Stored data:
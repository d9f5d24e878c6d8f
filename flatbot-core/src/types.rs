//! Core types: chat, message, handler response, and the Handler trait.

use async_trait::async_trait;
use chrono::{DateTime, Utc};
use serde::{Deserialize, Serialize};

/// Chat identity. The ledger keys users by the stringified chat id.
#[derive(Debug, Clone, Serialize, Deserialize)]
pub struct Chat {
    pub id: i64,
}

impl Chat {
    pub fn new(id: i64) -> Self {
        Self { id }
    }

    /// Ledger key for this chat.
    pub fn ledger_key(&self) -> String {
        self.id.to_string()
    }
}

/// A single inbound message. `id` is the platform message id, transport-specific
/// (Telegram numeric string); `content` is empty for non-text messages.
#[derive(Debug, Clone, Serialize, Deserialize)]
pub struct Message {
    pub id: String,
    pub chat: Chat,
    pub content: String,
    pub created_at: DateTime<Utc>,
}

/// Handler result for the chain.
#[derive(Debug, Clone, PartialEq, Eq)]
pub enum HandlerResponse {
    /// Pass to the next handler.
    Continue,
    /// Stop the chain; the message is handled.
    Stop,
}

/// Single handler concept: optional before / handle. The chain runs all before
/// (any false stops the chain), then handle until one returns Stop.
#[async_trait]
pub trait Handler: Send + Sync {
    /// Runs before the handle phase. Return false to stop the chain.
    async fn before(&self, _message: &Message) -> crate::error::Result<bool> {
        Ok(true)
    }

    /// Processes the message. Return Stop to end the handle phase. Default: Continue.
    async fn handle(&self, _message: &Message) -> crate::error::Result<HandlerResponse> {
        Ok(HandlerResponse::Continue)
    }
}
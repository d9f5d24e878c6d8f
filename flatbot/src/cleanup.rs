//! Cleanup engine: deletes obsolete bot messages from a user's chat history.
//!
//! Bot chatter (OTHER) is deleted unconditionally. Forwarded listing links
//! (LISTING_URL) are kept only while their URL is well-formed and still
//! resolves; dead links are deleted along with their ledger entries.

use flatbot_core::{Bot, BotError, Chat, PlatformError};
use std::sync::Arc;
use storage::{DeliveryLedger, EntryCategory};
use tracing::{info, warn};

use crate::liveness::{is_well_formed_url, UrlProbe};

/// Status message announcing a cleanup pass. It is recorded under OTHER
/// before the sweep snapshots the category, so the pass deletes it too.
pub const CLEANUP_STATUS_TEXT: &str = "Starting chat cleanup.";

/// What one cleanup pass did; feeds logs and tests.
#[derive(Debug, Default, Clone, PartialEq, Eq)]
pub struct CleanupReport {
    /// Messages deleted from the chat (or found already gone) and evicted.
    pub deleted: usize,
    /// LISTING_URL entries kept because their URL is still alive.
    pub kept: usize,
    /// The chat was unreachable and the user's ledger was evicted.
    pub user_evicted: bool,
}

/// Outcome of sweeping one category.
enum SweepStatus {
    Completed,
    /// The platform refused a deletion permanently; remaining entries in
    /// this category are left untouched.
    Halted,
    Unreachable,
}

pub struct CleanupEngine {
    bot: Arc<dyn Bot>,
    ledger: DeliveryLedger,
    probe: Arc<dyn UrlProbe>,
}

impl CleanupEngine {
    pub fn new(bot: Arc<dyn Bot>, ledger: DeliveryLedger, probe: Arc<dyn UrlProbe>) -> Self {
        Self { bot, ledger, probe }
    }

    /// Runs one cleanup pass for the user. Idempotent: a missing message is
    /// treated as already deleted, so repeated passes settle.
    pub async fn clear(&self, chat: &Chat) -> Result<CleanupReport, BotError> {
        let user = chat.ledger_key();
        let mut report = CleanupReport::default();

        match self.bot.send_message(chat, CLEANUP_STATUS_TEXT).await {
            Ok(message_id) => {
                self.ledger
                    .record(&user, &message_id, CLEANUP_STATUS_TEXT, EntryCategory::Other)
                    .await
                    .map_err(|e| BotError::Storage(e.to_string()))?;
            }
            Err(PlatformError::ChatUnreachable(reason)) => {
                warn!(user = %user, reason = %reason, "chat unreachable, evicting ledger");
                self.ledger
                    .delete_user(&user)
                    .await
                    .map_err(|e| BotError::Storage(e.to_string()))?;
                report.user_evicted = true;
                return Ok(report);
            }
            Err(e) => return Err(e.into()),
        }

        for category in [EntryCategory::Other, EntryCategory::ListingUrl] {
            match self.sweep(chat, &user, category, &mut report).await? {
                SweepStatus::Completed => {}
                SweepStatus::Halted => {
                    warn!(user = %user, category = category.as_str(), "category sweep halted");
                }
                SweepStatus::Unreachable => {
                    self.ledger
                        .delete_user(&user)
                        .await
                        .map_err(|e| BotError::Storage(e.to_string()))?;
                    report.user_evicted = true;
                    return Ok(report);
                }
            }
        }

        info!(
            user = %user,
            deleted = report.deleted,
            kept = report.kept,
            "cleanup finished"
        );
        Ok(report)
    }

    async fn sweep(
        &self,
        chat: &Chat,
        user: &str,
        category: EntryCategory,
        report: &mut CleanupReport,
    ) -> Result<SweepStatus, BotError> {
        let entries = self
            .ledger
            .entries(user, category)
            .await
            .map_err(|e| BotError::Storage(e.to_string()))?;

        for (message_id, text) in entries {
            if category == EntryCategory::ListingUrl
                && is_well_formed_url(&text)
                && self.probe.is_live(&text).await
            {
                report.kept += 1;
                continue;
            }

            match self.bot.delete_message(chat, &message_id).await {
                Ok(()) | Err(PlatformError::MessageNotFound(_)) => {
                    self.ledger
                        .delete(user, &message_id, category)
                        .await
                        .map_err(|e| BotError::Storage(e.to_string()))?;
                    report.deleted += 1;
                }
                Err(PlatformError::MessageNotDeletable(reason)) => {
                    warn!(user = %user, message_id = %message_id, reason = %reason, "message not deletable");
                    return Ok(SweepStatus::Halted);
                }
                Err(PlatformError::ChatUnreachable(reason)) => {
                    warn!(user = %user, reason = %reason, "chat unreachable during sweep");
                    return Ok(SweepStatus::Unreachable);
                }
                Err(e) => {
                    warn!(user = %user, message_id = %message_id, error = %e, "delete rejected, leaving entry");
                }
            }
        }

        Ok(SweepStatus::Completed)
    }
}
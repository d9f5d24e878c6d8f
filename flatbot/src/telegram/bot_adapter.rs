//! Wraps teloxide::Bot and implements [`flatbot_core::Bot`].
//!
//! Production code talks to Telegram through this adapter; tests substitute a
//! recording Bot impl. Platform failures are mapped onto the error taxonomy
//! the notifier and cleanup engine branch on.

use async_trait::async_trait;
use flatbot_core::{Bot as CoreBot, Chat, PlatformError};
use teloxide::prelude::*;
use teloxide::types::{ChatId, KeyboardButton, KeyboardMarkup, MessageId};
use teloxide::{ApiError, RequestError};

/// Thin wrapper around teloxide::Bot that implements the core Bot trait.
pub struct TelegramBotAdapter {
    bot: teloxide::Bot,
}

impl TelegramBotAdapter {
    /// Creates an adapter from an existing teloxide Bot.
    pub fn new(bot: teloxide::Bot) -> Self {
        Self { bot }
    }

    /// Returns the underlying teloxide::Bot for direct API use when needed.
    pub fn inner(&self) -> &teloxide::Bot {
        &self.bot
    }
}

/// Maps a teloxide failure onto the platform taxonomy: chats the bot can no
/// longer deliver to, delete targets that are already gone, messages Telegram
/// refuses to ever delete, and everything else as a transient rejection.
fn map_request_error(e: RequestError) -> PlatformError {
    match e {
        RequestError::Api(api) => match api {
            ApiError::BotBlocked
            | ApiError::ChatNotFound
            | ApiError::BotKicked
            | ApiError::BotKickedFromSupergroup
            | ApiError::UserDeactivated => PlatformError::ChatUnreachable(api.to_string()),
            ApiError::MessageToDeleteNotFound | ApiError::MessageIdInvalid => {
                PlatformError::MessageNotFound(api.to_string())
            }
            ApiError::MessageCantBeDeleted => PlatformError::MessageNotDeletable(api.to_string()),
            other => PlatformError::Rejected(other.to_string()),
        },
        other => PlatformError::Rejected(other.to_string()),
    }
}

fn parse_message_id(s: &str) -> Result<MessageId, PlatformError> {
    s.parse::<i32>()
        .map(MessageId)
        .map_err(|_| PlatformError::MessageNotFound(format!("invalid message id: {}", s)))
}

#[async_trait]
impl CoreBot for TelegramBotAdapter {
    async fn send_message(&self, chat: &Chat, text: &str) -> Result<String, PlatformError> {
        let sent = self
            .bot
            .send_message(ChatId(chat.id), text.to_string())
            .await
            .map_err(map_request_error)?;
        Ok(sent.id.to_string())
    }

    async fn send_message_with_keyboard(
        &self,
        chat: &Chat,
        text: &str,
        buttons: &[String],
    ) -> Result<String, PlatformError> {
        let row: Vec<KeyboardButton> = buttons.iter().map(KeyboardButton::new).collect();
        let markup = KeyboardMarkup::new(vec![row]);

        let sent = self
            .bot
            .send_message(ChatId(chat.id), text.to_string())
            .reply_markup(markup)
            .await
            .map_err(map_request_error)?;
        Ok(sent.id.to_string())
    }

    async fn delete_message(&self, chat: &Chat, message_id: &str) -> Result<(), PlatformError> {
        let id = parse_message_id(message_id)?;
        self.bot
            .delete_message(ChatId(chat.id), id)
            .await
            .map_err(map_request_error)?;
        Ok(())
    }
}
use thiserror::Error;

#[derive(Error, Debug)]
pub enum BotError {
    #[error("Storage error: {0}")]
    Storage(String),

    #[error("Platform error: {0}")]
    Platform(#[from] PlatformError),

    #[error("Config error: {0}")]
    Config(String),

    #[error("IO error: {0}")]
    Io(#[from] std::io::Error),
}

/// Outcome taxonomy for platform calls. Callers branch on the variant:
/// an unreachable chat evicts the user, a missing delete target counts as
/// success, a non-deletable message halts the current cleanup category.
#[derive(Error, Debug)]
pub enum PlatformError {
    #[error("chat unreachable: {0}")]
    ChatUnreachable(String),

    #[error("message not found: {0}")]
    MessageNotFound(String),

    #[error("message not deletable: {0}")]
    MessageNotDeletable(String),

    #[error("request rejected: {0}")]
    Rejected(String),
}

pub type Result<T> = std::result::Result<T, BotError>;
//! Boundary to the external content-rewrite engine.

use async_trait::async_trait;
use chrono::{DateTime, Utc};
use hyper::body::Bytes;
use hyper::HeaderMap;

use crate::error::RewriteError;
use crate::request::InterceptedRequest;

/// An archived response as handed to the rewriter.
#[derive(Debug, Clone)]
pub struct ArchiveResponse {
    /// Archived payload.
    pub payload: Option<Bytes>,
    /// Archived headers.
    pub headers: HeaderMap,
    /// Archived status.
    pub status: u16,
    /// When the response was assembled for replay.
    pub date: DateTime<Utc>,
    /// Archive-relative URL.
    pub url: String,
}

impl ArchiveResponse {
    /// Creates a response stamped with the current time.
    pub fn new(
        payload: Option<Bytes>,
        headers: HeaderMap,
        status: u16,
        url: impl Into<String>,
    ) -> Self {
        Self {
            payload,
            headers,
            status,
            date: Utc::now(),
            url: url.into(),
        }
    }
}

/// Options passed to the rewriter.
#[derive(Debug, Clone, PartialEq, Eq)]
pub struct RewritePolicy {
    /// URL that relative links resolve against.
    pub base_url: String,
    /// Prefix prepended to rewritten URLs.
    pub prefix: String,
    /// Rewrite URLs inside the content.
    pub url_rewrite: bool,
    /// Apply content rewriting rules.
    pub content_rewrite: bool,
    /// Undo transfer and content encodings before rewriting.
    pub decode: bool,
    /// Include the rewriter's default rule set.
    pub use_base_rules: bool,
}

impl RewritePolicy {
    /// The policy used for replayed responses: content rewriting on, URL
    /// rewriting off, default rules, decoded payloads.
    pub fn for_url(base_url: impl Into<String>) -> Self {
        Self {
            base_url: base_url.into(),
            prefix: String::new(),
            url_rewrite: false,
            content_rewrite: true,
            decode: true,
            use_base_rules: true,
        }
    }
}

/// Adjusts archived responses for correct replay.
#[async_trait]
pub trait Rewriter: Send + Sync {
    /// Returns the rewritten response; headers and payload may change.
    async fn rewrite(
        &self,
        response: ArchiveResponse,
        request: &InterceptedRequest,
        policy: &RewritePolicy,
    ) -> std::result::Result<ArchiveResponse, RewriteError>;
}

/// Rewriter that returns responses unchanged.
#[derive(Debug, Clone, Copy, Default)]
pub struct PassthroughRewriter;

#[async_trait]
impl Rewriter for PassthroughRewriter {
    async fn rewrite(
        &self,
        response: ArchiveResponse,
        _request: &InterceptedRequest,
        _policy: &RewritePolicy,
    ) -> std::result::Result<ArchiveResponse, RewriteError> {
        Ok(response)
    }
}
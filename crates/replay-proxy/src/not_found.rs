//! The uniform "nothing to serve" response.

use hyper::header::{HeaderValue, CONTENT_TYPE};
use hyper::StatusCode;

use crate::request::{InterceptedResponse, ResponseBody};

/// Content type of the not-found page.
pub const NOT_FOUND_CONTENT_TYPE: &str = "text/html; charset=\"utf-8\"";

/// Builds the 404 response naming the URL that could not be resolved.
pub fn not_found(url: &str) -> InterceptedResponse {
    tracing::info!("not found: {}", url);

    let mut response = InterceptedResponse::new(StatusCode::NOT_FOUND);
    response.headers.insert(
        CONTENT_TYPE,
        HeaderValue::from_static(NOT_FOUND_CONTENT_TYPE),
    );
    response.body = Some(ResponseBody::from_bytes(format!(
        "Sorry, the url <b>{}</b> could not be found in this archive.",
        url
    )));
    response
}

#[cfg(test)]
mod tests {
    use super::*;

    #[tokio::test]
    async fn names_the_missing_url() {
        let response = not_found("https://example.com/missing");

        assert_eq!(response.status, StatusCode::NOT_FOUND);
        assert_eq!(
            response.header(CONTENT_TYPE),
            Some("text/html; charset=\"utf-8\"")
        );

        let body = response.body_bytes().await.unwrap();
        let text = String::from_utf8(body.to_vec()).unwrap();
        assert!(text.contains("https://example.com/missing"));
    }
}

-- WHAT TO WORK ON --
Where the word "html" appears in a line of the entries, copy that line.

-- REPLY --
pub const NOT_FOUND_CONTENT_TYPE: &str = "text/html; charset=\"utf-8\"";
            Some("text/html; charset=\"utf-8\"")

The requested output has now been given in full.